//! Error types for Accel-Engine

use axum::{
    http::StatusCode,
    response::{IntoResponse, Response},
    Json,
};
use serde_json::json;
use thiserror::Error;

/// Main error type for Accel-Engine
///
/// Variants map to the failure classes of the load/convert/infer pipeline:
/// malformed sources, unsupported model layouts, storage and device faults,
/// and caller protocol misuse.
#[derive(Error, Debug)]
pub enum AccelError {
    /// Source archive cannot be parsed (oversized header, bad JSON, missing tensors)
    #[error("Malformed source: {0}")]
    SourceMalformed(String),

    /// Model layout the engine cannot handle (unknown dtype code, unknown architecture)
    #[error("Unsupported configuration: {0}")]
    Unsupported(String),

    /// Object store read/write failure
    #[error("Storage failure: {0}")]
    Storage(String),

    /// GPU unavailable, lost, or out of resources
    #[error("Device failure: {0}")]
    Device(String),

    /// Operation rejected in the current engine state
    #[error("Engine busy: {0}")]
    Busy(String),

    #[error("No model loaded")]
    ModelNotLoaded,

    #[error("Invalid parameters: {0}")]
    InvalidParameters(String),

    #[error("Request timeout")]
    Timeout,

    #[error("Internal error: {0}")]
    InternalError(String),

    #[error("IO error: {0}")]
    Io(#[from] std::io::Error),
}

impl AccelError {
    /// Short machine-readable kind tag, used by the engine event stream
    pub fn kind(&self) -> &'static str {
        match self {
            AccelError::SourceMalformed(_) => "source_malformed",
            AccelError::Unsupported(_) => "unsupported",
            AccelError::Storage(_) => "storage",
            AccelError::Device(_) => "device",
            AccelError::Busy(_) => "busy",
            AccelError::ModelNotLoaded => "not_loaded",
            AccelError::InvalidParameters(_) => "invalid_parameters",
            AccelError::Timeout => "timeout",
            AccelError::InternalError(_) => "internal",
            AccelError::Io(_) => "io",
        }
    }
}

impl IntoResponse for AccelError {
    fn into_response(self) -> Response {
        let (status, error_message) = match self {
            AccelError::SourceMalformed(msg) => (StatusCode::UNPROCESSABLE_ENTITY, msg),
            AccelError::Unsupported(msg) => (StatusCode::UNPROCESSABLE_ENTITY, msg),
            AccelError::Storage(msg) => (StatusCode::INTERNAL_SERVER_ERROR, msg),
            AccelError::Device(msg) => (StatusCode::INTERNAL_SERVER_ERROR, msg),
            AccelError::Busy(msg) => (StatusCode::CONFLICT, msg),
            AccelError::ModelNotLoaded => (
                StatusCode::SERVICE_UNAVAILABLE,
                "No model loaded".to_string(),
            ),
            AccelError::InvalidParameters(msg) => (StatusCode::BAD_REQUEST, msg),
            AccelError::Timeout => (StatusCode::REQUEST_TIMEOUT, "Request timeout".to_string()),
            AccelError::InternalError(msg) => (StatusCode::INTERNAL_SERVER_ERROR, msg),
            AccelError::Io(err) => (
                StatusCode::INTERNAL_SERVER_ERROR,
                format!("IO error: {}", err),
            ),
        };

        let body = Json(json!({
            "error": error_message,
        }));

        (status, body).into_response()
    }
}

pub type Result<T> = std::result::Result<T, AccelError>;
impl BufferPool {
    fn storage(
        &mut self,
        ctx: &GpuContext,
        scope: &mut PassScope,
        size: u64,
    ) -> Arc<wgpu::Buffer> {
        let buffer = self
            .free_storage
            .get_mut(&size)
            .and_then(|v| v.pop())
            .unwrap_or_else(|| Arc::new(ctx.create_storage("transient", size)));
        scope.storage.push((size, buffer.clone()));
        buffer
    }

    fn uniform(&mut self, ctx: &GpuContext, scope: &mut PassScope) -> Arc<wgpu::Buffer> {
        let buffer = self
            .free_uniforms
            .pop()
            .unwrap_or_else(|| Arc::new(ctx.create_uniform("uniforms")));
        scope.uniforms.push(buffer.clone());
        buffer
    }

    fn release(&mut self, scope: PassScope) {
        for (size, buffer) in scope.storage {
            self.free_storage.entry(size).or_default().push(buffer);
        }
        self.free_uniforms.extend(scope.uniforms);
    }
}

:::::

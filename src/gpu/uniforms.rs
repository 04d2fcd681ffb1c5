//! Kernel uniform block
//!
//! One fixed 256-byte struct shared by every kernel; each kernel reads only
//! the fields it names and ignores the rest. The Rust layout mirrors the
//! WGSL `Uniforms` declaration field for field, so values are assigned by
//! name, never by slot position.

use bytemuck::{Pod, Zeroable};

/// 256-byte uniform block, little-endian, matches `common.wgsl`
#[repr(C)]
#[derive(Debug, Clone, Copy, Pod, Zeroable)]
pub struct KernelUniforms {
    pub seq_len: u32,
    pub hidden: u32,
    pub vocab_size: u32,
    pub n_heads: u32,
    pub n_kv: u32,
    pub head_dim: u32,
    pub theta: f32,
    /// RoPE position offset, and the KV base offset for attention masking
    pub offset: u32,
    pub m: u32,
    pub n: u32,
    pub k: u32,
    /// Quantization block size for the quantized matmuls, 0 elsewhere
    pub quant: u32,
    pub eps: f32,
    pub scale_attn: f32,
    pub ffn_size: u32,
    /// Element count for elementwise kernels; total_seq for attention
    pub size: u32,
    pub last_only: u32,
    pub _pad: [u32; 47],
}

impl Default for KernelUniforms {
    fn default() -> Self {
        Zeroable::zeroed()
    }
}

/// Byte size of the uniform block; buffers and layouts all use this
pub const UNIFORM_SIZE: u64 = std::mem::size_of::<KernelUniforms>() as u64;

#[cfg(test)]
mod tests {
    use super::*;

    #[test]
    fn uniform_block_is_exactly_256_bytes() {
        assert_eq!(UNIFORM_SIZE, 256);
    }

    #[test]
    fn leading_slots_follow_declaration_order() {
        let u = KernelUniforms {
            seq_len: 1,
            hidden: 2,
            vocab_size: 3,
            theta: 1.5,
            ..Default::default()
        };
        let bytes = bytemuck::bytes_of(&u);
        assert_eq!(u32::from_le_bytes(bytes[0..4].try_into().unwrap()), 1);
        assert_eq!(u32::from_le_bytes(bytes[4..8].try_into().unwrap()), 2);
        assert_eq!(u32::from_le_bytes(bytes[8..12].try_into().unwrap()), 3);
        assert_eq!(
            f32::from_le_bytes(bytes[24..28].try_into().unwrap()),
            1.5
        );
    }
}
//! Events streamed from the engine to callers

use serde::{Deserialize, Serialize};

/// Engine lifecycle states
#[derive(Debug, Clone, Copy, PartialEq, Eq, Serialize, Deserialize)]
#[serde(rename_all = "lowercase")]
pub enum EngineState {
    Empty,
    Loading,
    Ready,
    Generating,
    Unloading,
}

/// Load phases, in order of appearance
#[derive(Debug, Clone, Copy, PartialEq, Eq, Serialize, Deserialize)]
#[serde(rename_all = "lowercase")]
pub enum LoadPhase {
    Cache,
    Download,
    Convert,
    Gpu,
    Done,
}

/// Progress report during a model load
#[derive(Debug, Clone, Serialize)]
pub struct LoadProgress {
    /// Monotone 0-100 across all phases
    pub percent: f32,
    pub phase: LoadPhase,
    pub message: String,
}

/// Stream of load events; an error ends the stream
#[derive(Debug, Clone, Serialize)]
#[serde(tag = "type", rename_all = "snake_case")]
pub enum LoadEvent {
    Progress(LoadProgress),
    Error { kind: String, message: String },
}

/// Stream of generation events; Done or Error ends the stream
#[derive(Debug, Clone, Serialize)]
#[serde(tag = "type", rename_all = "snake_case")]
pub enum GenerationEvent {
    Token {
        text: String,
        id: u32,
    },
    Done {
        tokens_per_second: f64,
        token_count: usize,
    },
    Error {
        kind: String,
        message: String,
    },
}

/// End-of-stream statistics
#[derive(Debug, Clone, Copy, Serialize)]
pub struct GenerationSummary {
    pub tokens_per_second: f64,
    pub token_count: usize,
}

:::::

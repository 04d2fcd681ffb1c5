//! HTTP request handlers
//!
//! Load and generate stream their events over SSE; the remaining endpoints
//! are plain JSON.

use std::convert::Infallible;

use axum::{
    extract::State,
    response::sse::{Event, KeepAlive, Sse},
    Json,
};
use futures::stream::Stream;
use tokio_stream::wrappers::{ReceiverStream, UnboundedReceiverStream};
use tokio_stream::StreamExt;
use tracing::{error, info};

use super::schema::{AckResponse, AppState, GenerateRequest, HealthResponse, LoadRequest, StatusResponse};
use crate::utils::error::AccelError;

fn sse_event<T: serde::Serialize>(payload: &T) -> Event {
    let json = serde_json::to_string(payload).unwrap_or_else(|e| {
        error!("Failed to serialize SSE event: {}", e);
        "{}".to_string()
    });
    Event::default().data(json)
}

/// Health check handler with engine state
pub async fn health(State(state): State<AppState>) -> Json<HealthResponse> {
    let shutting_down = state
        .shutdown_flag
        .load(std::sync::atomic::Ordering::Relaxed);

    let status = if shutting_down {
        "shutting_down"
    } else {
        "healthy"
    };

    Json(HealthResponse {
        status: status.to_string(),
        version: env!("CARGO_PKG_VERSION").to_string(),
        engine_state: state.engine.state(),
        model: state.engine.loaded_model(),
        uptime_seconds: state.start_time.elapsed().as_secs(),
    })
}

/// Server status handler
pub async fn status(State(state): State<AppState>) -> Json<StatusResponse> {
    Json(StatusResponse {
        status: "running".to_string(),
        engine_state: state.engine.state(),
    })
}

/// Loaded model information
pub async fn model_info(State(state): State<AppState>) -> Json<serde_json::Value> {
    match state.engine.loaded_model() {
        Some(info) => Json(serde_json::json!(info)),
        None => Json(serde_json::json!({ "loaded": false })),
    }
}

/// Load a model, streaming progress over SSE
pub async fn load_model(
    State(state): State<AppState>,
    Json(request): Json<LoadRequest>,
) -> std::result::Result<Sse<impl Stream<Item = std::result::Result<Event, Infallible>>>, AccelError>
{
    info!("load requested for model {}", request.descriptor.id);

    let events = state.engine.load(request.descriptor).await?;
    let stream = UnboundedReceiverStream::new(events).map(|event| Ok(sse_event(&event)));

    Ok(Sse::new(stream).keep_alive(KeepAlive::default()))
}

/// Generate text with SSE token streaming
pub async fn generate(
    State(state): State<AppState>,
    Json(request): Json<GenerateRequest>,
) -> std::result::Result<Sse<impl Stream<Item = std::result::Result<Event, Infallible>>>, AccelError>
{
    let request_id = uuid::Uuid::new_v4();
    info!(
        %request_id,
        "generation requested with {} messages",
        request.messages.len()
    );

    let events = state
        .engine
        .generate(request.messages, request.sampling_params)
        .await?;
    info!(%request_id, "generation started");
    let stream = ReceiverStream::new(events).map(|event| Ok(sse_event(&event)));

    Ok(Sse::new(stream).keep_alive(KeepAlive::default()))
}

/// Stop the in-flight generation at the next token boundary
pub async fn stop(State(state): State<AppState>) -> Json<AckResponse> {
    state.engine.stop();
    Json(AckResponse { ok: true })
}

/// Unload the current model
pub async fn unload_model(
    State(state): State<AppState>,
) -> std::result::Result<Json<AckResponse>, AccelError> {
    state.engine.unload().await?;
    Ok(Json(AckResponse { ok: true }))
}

:::::

The task. Copy the records above exactly, beginning at the line that contains "types for Accel-Engine" and stopping after the line that contains "Variants map to".

Answer to this problem.
//! Error types for Accel-Engine

use axum::{
    http::StatusCode,
    response::{IntoResponse, Response},
    Json,
};
use serde_json::json;
use thiserror::Error;

/// Main error type for Accel-Engine
///
/// Variants map to the failure classes of the load/convert/infer pipeline:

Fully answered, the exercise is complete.